//! PDF page writer backed by `printpdf`.
//!
//! Pages are built as `Vec<Op>` operation lists and serialised once in
//! [`PdfPageWriter::finish`]. Without an embedded font the built-in
//! Helvetica family is used, which covers Latin text only; right-to-left
//! output needs a TrueType font loaded with
//! [`with_font_bytes`](PdfPageWriter::with_font_bytes).

use super::PageWriter;
use crate::error::{Error, Result};
use crate::layout::PageGeometry;
use crate::model::{Emphasis, Line, Side};
use printpdf::{
    BuiltinFont, FontId, Mm, Op, ParsedFont, PdfDocument, PdfPage, PdfSaveOptions, PdfWarnMsg,
    Point, Pt, TextItem,
};
use std::fs;
use std::path::Path;

/// 1pt in millimetres.
const PT_TO_MM: f32 = 0.3528;

/// Average Helvetica glyph width as a fraction of the font size.
const AVG_GLYPH_WIDTH: f32 = 0.5;

/// Baseline offset inside a line cell, as a fraction of the cell height.
const BASELINE_RATIO: f32 = 0.7;

/// Writes laid-out pages into a PDF file.
pub struct PdfPageWriter {
    doc: PdfDocument,
    geometry: PageGeometry,
    font: Option<FontId>,
    pages: Vec<PdfPage>,
    current: Option<Vec<Op>>,
    cursor_mm: f32,
}

impl PdfPageWriter {
    /// Create a writer with `title` as document metadata.
    pub fn new(title: &str, geometry: PageGeometry) -> Self {
        Self {
            doc: PdfDocument::new(title),
            geometry,
            font: None,
            pages: Vec::new(),
            current: None,
            cursor_mm: geometry.top_margin_mm,
        }
    }

    /// Embed a TrueType font and use it for every line.
    pub fn with_font_bytes(mut self, bytes: &[u8]) -> Result<Self> {
        let mut warnings = Vec::new();
        let parsed = ParsedFont::from_bytes(bytes, 0, &mut warnings).ok_or_else(|| {
            Error::Font(format!(
                "could not parse font data ({} bytes, {} warnings)",
                bytes.len(),
                warnings.len()
            ))
        })?;
        self.font = Some(self.doc.add_font(&parsed));
        log::debug!("Embedded font ({} bytes)", bytes.len());
        Ok(self)
    }

    /// Check that `bytes` parse as a font this writer can embed.
    pub fn accepts_font(bytes: &[u8]) -> bool {
        let mut warnings = Vec::new();
        ParsedFont::from_bytes(bytes, 0, &mut warnings).is_some()
    }

    /// Whether a TrueType font has been embedded.
    pub fn has_embedded_font(&self) -> bool {
        self.font.is_some()
    }

    /// Number of completed pages.
    pub fn page_count(&self) -> usize {
        self.pages.len()
    }

    /// Serialise the completed pages.
    pub fn to_bytes(mut self) -> Vec<u8> {
        let mut pages = std::mem::take(&mut self.pages);
        if pages.is_empty() {
            pages.push(self.blank_page(Vec::new()));
        }
        self.doc.with_pages(pages);

        let mut warnings: Vec<PdfWarnMsg> = Vec::new();
        let bytes = self.doc.save(&PdfSaveOptions::default(), &mut warnings);
        if !warnings.is_empty() {
            log::debug!("PDF serialised with {} warnings", warnings.len());
        }
        bytes
    }

    fn blank_page(&self, ops: Vec<Op>) -> PdfPage {
        PdfPage::new(
            Mm(self.geometry.width_mm),
            Mm(self.geometry.height_mm),
            ops,
        )
    }

    /// Horizontal start of `line` in millimetres.
    fn x_for(&self, line: &Line) -> f32 {
        let left = self.geometry.side_margin_mm;
        let width = self.geometry.content_width();
        let text_width =
            line.char_len() as f32 * AVG_GLYPH_WIDTH * line.style.font_size * PT_TO_MM;

        match line.side() {
            Side::Left => left,
            Side::Right => (left + width - text_width).max(left),
            Side::Center => (left + (width - text_width) / 2.0).max(left),
        }
    }

    fn write_at(&mut self, line: &Line, top_mm: f32) -> Result<()> {
        let x = Mm(self.x_for(line)).into_pt();
        let y = Mm(self.geometry.height_mm - top_mm - line.height * BASELINE_RATIO).into_pt();
        let size = Pt(line.style.font_size);

        let ops = self
            .current
            .as_mut()
            .ok_or_else(|| Error::Writer("line emitted outside an open page".to_string()))?;

        if line.is_blank() {
            return Ok(());
        }

        let items = vec![TextItem::Text(line.text.clone())];
        ops.push(Op::StartTextSection);
        ops.push(Op::SetTextCursor {
            pos: Point { x, y },
        });
        match &self.font {
            Some(font) => {
                ops.push(Op::SetFontSize {
                    size,
                    font: font.clone(),
                });
                ops.push(Op::WriteText {
                    items,
                    font: font.clone(),
                });
            }
            None => {
                ops.push(Op::SetFontSizeBuiltinFont {
                    size,
                    font: builtin(line.style.emphasis),
                });
                ops.push(Op::WriteTextBuiltinFont {
                    items,
                    font: builtin(line.style.emphasis),
                });
            }
        }
        ops.push(Op::EndTextSection);
        Ok(())
    }
}

fn builtin(emphasis: Emphasis) -> BuiltinFont {
    match emphasis {
        Emphasis::Regular => BuiltinFont::Helvetica,
        Emphasis::Bold => BuiltinFont::HelveticaBold,
        Emphasis::Italic => BuiltinFont::HelveticaOblique,
    }
}

impl PageWriter for PdfPageWriter {
    fn begin_page(&mut self, number: u32) -> Result<()> {
        if self.current.is_some() {
            return Err(Error::Writer(format!(
                "page {} begun while another page is open",
                number
            )));
        }
        self.current = Some(Vec::new());
        self.cursor_mm = self.geometry.top_margin_mm;
        Ok(())
    }

    fn emit_line(&mut self, line: &Line) -> Result<()> {
        self.write_at(line, self.cursor_mm)?;
        self.cursor_mm += line.height;
        Ok(())
    }

    fn emit_footer(&mut self, line: &Line) -> Result<()> {
        let top = self.geometry.height_mm - self.geometry.bottom_margin_mm;
        self.write_at(line, top)
    }

    fn end_page(&mut self) -> Result<()> {
        let ops = self
            .current
            .take()
            .ok_or_else(|| Error::Writer("end_page without an open page".to_string()))?;
        let page = self.blank_page(ops);
        self.pages.push(page);
        Ok(())
    }

    fn finish(self, path: &Path) -> Result<()> {
        if self.current.is_some() {
            return Err(Error::Writer(
                "finish called with a page still open".to_string(),
            ));
        }
        let pages = self.pages.len();
        let bytes = self.to_bytes();
        fs::write(path, &bytes)
            .map_err(|e| Error::Writer(format!("failed to write {}: {}", path.display(), e)))?;
        log::debug!("Wrote {} pages ({} bytes)", pages, bytes.len());
        Ok(())
    }
}
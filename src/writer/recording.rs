//! A page writer that records calls and renders them as plain text.

use super::PageWriter;
use crate::error::{Error, Result};
use crate::model::{Line, Side};
use std::fs;
use std::path::Path;

/// One recorded writer call.
#[derive(Debug, Clone, PartialEq)]
pub enum WriterEvent {
    /// A page was opened
    BeginPage(u32),
    /// A line was emitted (blank lines are recorded with empty text)
    Line {
        /// Visual-order text
        text: String,
        /// Resolved placement
        side: Side,
        /// Font size in points
        font_size: f32,
    },
    /// The footer was emitted
    Footer(String),
    /// The page was closed
    EndPage,
}

/// Records the writer call sequence.
///
/// `finish` writes a plain-text rendering of the pages, one form feed
/// between pages, with right and centre aligned lines padded to `width`.
#[derive(Debug, Clone)]
pub struct RecordingWriter {
    events: Vec<WriterEvent>,
    page_open: bool,
    width: usize,
}

impl RecordingWriter {
    /// Create a recorder rendering 80-column text.
    pub fn new() -> Self {
        Self {
            events: Vec::new(),
            page_open: false,
            width: 80,
        }
    }

    /// Set the column width used by [`to_text`](Self::to_text).
    pub fn with_width(mut self, width: usize) -> Self {
        self.width = width;
        self
    }

    /// Recorded events in call order.
    pub fn events(&self) -> &[WriterEvent] {
        &self.events
    }

    /// Number of pages opened so far.
    pub fn page_count(&self) -> usize {
        self.events
            .iter()
            .filter(|event| matches!(event, WriterEvent::BeginPage(_)))
            .count()
    }

    /// Render the recorded pages as text.
    pub fn to_text(&self) -> String {
        let mut out = String::new();
        for event in &self.events {
            match event {
                WriterEvent::BeginPage(number) if *number > 1 => out.push('\u{c}'),
                WriterEvent::BeginPage(_) | WriterEvent::EndPage => {}
                WriterEvent::Line { text, side, .. } => {
                    out.push_str(&self.place(text, *side));
                    out.push('\n');
                }
                WriterEvent::Footer(text) => {
                    out.push_str(&self.place(text, Side::Center));
                    out.push('\n');
                }
            }
        }
        out
    }

    fn place(&self, text: &str, side: Side) -> String {
        let len = text.chars().count();
        let pad = self.width.saturating_sub(len);
        match side {
            Side::Left => text.to_string(),
            Side::Right => format!("{}{}", " ".repeat(pad), text),
            Side::Center => format!("{}{}", " ".repeat(pad / 2), text),
        }
    }

    fn require_open(&self, call: &str) -> Result<()> {
        if self.page_open {
            Ok(())
        } else {
            Err(Error::Writer(format!("{} outside an open page", call)))
        }
    }
}

impl Default for RecordingWriter {
    fn default() -> Self {
        Self::new()
    }
}

impl PageWriter for RecordingWriter {
    fn begin_page(&mut self, number: u32) -> Result<()> {
        if self.page_open {
            return Err(Error::Writer(format!(
                "page {} begun while another page is open",
                number
            )));
        }
        self.page_open = true;
        self.events.push(WriterEvent::BeginPage(number));
        Ok(())
    }

    fn emit_line(&mut self, line: &Line) -> Result<()> {
        self.require_open("emit_line")?;
        self.events.push(WriterEvent::Line {
            text: line.text.clone(),
            side: line.side(),
            font_size: line.style.font_size,
        });
        Ok(())
    }

    fn emit_footer(&mut self, line: &Line) -> Result<()> {
        self.require_open("emit_footer")?;
        self.events.push(WriterEvent::Footer(line.text.clone()));
        Ok(())
    }

    fn end_page(&mut self) -> Result<()> {
        self.require_open("end_page")?;
        self.page_open = false;
        self.events.push(WriterEvent::EndPage);
        Ok(())
    }

    fn finish(self, path: &Path) -> Result<()> {
        if self.page_open {
            return Err(Error::Writer("finish called with a page still open".to_string()));
        }
        fs::write(path, self.to_text())
            .map_err(|e| Error::Writer(format!("failed to write {}: {}", path.display(), e)))
    }
}

#[cfg(test)]
mod tests {
    use super::*;
    use crate::model::{Alignment, Direction};

    #[test]
    fn test_emit_outside_page_fails() {
        let mut writer = RecordingWriter::new();
        let result = writer.emit_line(&Line::new("orphan"));
        assert!(matches!(result, Err(Error::Writer(_))));
        assert!(writer.events().is_empty());
    }

    #[test]
    fn test_double_begin_fails() {
        let mut writer = RecordingWriter::new();
        writer.begin_page(1).unwrap();
        assert!(writer.begin_page(2).is_err());
    }

    #[test]
    fn test_to_text_alignment() {
        let mut writer = RecordingWriter::new().with_width(10);
        writer.begin_page(1).unwrap();
        writer.emit_line(&Line::new("left")).unwrap();
        writer
            .emit_line(&Line::new("right").with_direction(Direction::Rtl))
            .unwrap();
        writer
            .emit_line(&Line::new("mid").with_align(Alignment::Center))
            .unwrap();
        writer.end_page().unwrap();
        writer.begin_page(2).unwrap();
        writer.emit_footer(&Line::new("p2")).unwrap();
        writer.end_page().unwrap();

        assert_eq!(writer.to_text(), "left\n     right\n   mid\n\u{c}    p2\n");
    }

    #[test]
    fn test_finish_writes_file() {
        let dir = tempfile::tempdir().unwrap();
        let path = dir.path().join("report.txt");

        let mut writer = RecordingWriter::new();
        writer.begin_page(1).unwrap();
        writer.emit_line(&Line::new("Hello")).unwrap();
        writer.end_page().unwrap();
        writer.finish(&path).unwrap();

        assert_eq!(std::fs::read_to_string(&path).unwrap(), "Hello\n");
    }

    #[test]
    fn test_finish_with_open_page_fails() {
        let mut writer = RecordingWriter::new();
        writer.begin_page(1).unwrap();
        assert!(writer.finish(Path::new("never-written.txt")).is_err());
    }
}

****

▶ **Task to carry out**: In the entries above, find each line with the string "derive" and copy it.

▶ **Result below**:
#[derive(Debug, Clone, PartialEq)]
#[derive(Debug, Clone)]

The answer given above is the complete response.